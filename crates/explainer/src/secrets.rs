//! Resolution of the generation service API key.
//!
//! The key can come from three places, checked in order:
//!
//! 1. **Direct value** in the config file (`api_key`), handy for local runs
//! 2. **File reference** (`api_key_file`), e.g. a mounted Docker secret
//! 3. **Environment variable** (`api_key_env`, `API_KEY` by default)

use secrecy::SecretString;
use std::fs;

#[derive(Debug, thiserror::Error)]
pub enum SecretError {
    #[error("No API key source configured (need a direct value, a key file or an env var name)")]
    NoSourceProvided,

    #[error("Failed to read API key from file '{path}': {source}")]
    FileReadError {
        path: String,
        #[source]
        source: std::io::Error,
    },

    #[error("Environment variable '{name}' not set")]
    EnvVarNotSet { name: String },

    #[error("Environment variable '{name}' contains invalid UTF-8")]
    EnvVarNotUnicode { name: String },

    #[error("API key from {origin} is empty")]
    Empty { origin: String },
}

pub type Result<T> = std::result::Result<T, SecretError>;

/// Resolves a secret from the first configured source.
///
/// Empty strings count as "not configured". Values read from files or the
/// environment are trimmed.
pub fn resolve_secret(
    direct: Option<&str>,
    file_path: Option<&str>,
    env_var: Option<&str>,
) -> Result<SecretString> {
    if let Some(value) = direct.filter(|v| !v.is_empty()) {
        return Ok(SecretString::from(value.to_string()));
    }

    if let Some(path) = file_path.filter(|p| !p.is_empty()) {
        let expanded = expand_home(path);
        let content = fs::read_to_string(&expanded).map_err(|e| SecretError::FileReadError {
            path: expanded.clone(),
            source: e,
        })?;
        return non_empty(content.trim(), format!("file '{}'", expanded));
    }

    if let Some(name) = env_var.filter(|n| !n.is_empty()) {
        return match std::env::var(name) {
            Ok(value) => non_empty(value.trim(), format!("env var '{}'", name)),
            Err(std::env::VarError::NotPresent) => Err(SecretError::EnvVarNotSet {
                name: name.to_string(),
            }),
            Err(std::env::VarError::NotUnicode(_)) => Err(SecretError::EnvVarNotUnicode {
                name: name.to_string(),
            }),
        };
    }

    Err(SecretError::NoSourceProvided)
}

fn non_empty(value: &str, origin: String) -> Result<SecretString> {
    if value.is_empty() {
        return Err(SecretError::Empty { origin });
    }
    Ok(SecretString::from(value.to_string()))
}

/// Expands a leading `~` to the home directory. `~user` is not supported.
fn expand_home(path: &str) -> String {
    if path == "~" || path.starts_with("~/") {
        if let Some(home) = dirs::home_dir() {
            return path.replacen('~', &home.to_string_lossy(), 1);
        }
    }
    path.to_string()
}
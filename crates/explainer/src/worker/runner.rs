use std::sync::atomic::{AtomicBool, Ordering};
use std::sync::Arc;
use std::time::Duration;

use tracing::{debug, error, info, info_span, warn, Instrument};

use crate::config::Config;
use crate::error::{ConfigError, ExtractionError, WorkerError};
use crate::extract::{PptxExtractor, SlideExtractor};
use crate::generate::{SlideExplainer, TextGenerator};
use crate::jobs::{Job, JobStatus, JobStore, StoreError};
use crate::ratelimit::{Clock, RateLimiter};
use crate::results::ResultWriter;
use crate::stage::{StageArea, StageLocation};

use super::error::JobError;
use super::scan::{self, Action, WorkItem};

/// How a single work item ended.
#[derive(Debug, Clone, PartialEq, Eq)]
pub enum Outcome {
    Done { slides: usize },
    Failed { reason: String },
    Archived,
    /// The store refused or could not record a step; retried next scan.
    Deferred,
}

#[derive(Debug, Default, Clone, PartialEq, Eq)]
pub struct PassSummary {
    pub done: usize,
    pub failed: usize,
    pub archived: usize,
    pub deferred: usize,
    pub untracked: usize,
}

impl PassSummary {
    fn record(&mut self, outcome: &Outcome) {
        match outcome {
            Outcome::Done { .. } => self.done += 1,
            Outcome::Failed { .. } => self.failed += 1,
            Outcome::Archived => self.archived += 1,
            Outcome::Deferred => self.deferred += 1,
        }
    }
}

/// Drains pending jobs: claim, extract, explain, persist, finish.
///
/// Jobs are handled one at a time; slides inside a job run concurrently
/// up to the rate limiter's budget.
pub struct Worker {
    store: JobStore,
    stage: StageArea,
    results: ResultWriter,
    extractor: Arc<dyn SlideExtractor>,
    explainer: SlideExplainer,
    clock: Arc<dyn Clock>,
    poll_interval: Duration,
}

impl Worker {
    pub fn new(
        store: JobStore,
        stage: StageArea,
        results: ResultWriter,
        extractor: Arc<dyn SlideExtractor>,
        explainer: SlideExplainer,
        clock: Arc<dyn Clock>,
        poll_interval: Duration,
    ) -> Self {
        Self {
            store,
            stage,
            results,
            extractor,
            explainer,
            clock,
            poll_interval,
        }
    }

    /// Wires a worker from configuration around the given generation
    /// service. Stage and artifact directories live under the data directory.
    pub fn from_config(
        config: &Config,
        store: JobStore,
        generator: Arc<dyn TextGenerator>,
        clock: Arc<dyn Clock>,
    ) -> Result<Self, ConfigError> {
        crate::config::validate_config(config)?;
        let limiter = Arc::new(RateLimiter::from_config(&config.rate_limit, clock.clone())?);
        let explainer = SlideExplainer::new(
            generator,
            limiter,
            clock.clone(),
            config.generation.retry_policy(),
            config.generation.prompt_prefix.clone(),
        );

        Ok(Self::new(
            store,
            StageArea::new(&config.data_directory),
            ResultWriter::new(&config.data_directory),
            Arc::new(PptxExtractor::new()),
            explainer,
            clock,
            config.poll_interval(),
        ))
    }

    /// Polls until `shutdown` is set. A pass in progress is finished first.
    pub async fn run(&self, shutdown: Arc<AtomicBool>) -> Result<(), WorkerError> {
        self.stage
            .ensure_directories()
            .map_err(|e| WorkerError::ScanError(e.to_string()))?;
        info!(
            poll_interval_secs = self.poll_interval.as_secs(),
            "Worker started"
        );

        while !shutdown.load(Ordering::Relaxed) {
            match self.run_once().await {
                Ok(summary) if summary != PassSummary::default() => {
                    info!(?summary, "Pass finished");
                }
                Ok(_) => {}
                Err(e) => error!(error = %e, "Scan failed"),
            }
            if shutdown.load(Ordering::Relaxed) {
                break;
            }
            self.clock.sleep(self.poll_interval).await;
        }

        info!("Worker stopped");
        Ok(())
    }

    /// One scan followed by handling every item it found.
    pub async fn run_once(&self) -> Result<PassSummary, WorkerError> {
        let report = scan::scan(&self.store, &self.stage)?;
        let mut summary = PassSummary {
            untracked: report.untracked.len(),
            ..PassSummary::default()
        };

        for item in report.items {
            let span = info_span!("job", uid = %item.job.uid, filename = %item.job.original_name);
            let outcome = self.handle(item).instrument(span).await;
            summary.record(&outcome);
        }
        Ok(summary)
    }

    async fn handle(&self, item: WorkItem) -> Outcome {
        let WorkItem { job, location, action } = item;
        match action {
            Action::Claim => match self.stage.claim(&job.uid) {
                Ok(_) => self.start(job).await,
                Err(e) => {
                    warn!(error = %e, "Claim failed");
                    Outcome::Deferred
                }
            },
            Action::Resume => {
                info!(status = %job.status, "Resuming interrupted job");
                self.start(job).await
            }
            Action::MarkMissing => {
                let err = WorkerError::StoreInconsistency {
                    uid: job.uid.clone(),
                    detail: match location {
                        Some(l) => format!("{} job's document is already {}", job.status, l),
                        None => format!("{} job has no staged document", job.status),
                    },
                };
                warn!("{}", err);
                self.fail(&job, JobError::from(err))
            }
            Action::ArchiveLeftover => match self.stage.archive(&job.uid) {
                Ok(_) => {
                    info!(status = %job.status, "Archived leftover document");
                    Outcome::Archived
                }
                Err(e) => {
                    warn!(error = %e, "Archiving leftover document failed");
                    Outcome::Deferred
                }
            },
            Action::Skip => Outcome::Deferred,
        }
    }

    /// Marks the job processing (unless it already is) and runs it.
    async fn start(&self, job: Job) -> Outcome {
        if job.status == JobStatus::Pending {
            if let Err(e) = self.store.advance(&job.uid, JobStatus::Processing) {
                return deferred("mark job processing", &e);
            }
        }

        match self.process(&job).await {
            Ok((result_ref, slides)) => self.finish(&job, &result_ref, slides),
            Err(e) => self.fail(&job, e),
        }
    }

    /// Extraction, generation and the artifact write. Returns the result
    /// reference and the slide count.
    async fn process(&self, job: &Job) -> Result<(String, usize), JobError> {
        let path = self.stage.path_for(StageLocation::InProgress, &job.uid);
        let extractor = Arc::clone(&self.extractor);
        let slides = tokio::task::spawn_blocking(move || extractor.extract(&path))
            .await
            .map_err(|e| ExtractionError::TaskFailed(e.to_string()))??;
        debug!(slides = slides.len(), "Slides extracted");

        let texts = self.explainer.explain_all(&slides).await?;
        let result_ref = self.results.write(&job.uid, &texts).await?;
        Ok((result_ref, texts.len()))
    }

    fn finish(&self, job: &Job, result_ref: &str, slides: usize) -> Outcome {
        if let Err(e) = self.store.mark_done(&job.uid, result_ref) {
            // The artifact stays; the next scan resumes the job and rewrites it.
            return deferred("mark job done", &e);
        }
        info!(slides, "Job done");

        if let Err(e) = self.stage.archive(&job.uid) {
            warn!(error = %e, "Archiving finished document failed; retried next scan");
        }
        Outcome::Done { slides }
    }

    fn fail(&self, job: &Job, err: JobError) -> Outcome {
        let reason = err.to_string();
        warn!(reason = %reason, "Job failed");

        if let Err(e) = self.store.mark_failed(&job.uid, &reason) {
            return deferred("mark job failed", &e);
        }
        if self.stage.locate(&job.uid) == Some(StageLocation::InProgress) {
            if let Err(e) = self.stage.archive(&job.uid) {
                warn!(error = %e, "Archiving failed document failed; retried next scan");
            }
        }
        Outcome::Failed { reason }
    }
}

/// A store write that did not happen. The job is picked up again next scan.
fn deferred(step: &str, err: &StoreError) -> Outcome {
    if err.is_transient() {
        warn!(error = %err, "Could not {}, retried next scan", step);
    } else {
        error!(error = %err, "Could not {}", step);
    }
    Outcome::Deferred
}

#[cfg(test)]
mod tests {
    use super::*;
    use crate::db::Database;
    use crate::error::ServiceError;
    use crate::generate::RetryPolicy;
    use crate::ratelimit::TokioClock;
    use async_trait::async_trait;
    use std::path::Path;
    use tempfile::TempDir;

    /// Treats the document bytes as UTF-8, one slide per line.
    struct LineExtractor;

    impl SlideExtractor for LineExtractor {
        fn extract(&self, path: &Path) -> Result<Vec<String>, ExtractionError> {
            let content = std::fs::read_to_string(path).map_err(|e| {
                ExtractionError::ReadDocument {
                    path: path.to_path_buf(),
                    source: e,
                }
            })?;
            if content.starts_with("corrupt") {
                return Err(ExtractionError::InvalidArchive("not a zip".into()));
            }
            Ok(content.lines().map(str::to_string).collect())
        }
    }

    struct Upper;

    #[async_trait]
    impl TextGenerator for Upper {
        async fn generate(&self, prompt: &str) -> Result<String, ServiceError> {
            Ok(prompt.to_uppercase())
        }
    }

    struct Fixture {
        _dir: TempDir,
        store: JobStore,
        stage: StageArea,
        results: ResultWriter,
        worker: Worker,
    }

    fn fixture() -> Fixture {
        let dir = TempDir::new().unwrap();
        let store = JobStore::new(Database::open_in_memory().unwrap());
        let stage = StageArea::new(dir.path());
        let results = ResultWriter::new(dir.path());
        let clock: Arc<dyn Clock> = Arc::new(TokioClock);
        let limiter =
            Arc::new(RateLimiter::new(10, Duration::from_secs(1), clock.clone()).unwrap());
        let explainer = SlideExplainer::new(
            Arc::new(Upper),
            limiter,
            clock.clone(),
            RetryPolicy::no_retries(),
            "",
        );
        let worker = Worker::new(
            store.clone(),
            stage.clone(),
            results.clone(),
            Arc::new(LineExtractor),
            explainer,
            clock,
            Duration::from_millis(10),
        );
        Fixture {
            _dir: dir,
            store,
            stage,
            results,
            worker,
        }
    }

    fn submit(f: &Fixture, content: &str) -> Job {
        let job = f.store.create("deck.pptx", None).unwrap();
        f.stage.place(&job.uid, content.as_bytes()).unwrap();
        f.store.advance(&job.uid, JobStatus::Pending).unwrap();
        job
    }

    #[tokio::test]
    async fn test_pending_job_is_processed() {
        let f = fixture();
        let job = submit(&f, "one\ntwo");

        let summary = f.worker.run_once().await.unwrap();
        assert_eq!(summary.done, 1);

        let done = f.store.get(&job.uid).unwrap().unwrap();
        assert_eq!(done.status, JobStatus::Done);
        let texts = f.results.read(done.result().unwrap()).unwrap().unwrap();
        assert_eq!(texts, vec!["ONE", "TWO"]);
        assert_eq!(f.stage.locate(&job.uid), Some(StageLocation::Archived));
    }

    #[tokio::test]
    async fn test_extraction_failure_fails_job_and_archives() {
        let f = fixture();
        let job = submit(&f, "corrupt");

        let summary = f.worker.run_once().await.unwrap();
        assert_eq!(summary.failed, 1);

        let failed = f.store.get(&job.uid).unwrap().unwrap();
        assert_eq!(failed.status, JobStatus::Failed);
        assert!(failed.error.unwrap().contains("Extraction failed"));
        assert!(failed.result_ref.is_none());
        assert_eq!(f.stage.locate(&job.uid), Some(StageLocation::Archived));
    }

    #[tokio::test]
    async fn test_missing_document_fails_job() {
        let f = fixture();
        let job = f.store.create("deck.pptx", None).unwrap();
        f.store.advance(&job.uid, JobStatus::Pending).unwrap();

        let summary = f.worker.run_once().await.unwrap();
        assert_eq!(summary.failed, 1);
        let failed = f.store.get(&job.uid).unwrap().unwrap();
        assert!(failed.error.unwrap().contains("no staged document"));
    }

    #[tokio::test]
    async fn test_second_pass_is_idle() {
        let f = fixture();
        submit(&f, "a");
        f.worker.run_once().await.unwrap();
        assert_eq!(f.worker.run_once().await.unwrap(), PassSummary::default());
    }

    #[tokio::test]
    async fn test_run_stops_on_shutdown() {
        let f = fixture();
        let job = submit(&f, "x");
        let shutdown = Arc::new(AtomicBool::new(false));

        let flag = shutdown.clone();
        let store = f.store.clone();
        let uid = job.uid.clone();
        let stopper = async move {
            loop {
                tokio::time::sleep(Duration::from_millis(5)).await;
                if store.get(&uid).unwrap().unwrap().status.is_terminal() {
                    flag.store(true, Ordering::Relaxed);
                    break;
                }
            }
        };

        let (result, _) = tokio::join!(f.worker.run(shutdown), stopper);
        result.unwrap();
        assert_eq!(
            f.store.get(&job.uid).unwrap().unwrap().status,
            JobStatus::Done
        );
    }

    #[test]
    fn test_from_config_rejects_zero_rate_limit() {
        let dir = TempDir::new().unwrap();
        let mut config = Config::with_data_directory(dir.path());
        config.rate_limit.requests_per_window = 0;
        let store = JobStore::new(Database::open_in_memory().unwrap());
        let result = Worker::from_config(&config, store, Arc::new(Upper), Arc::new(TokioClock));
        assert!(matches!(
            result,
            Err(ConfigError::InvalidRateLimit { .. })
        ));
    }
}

Exercise brief
For the records above, tally the lines holding the word "StageArea". Answer with the number only.

Completed exercise
6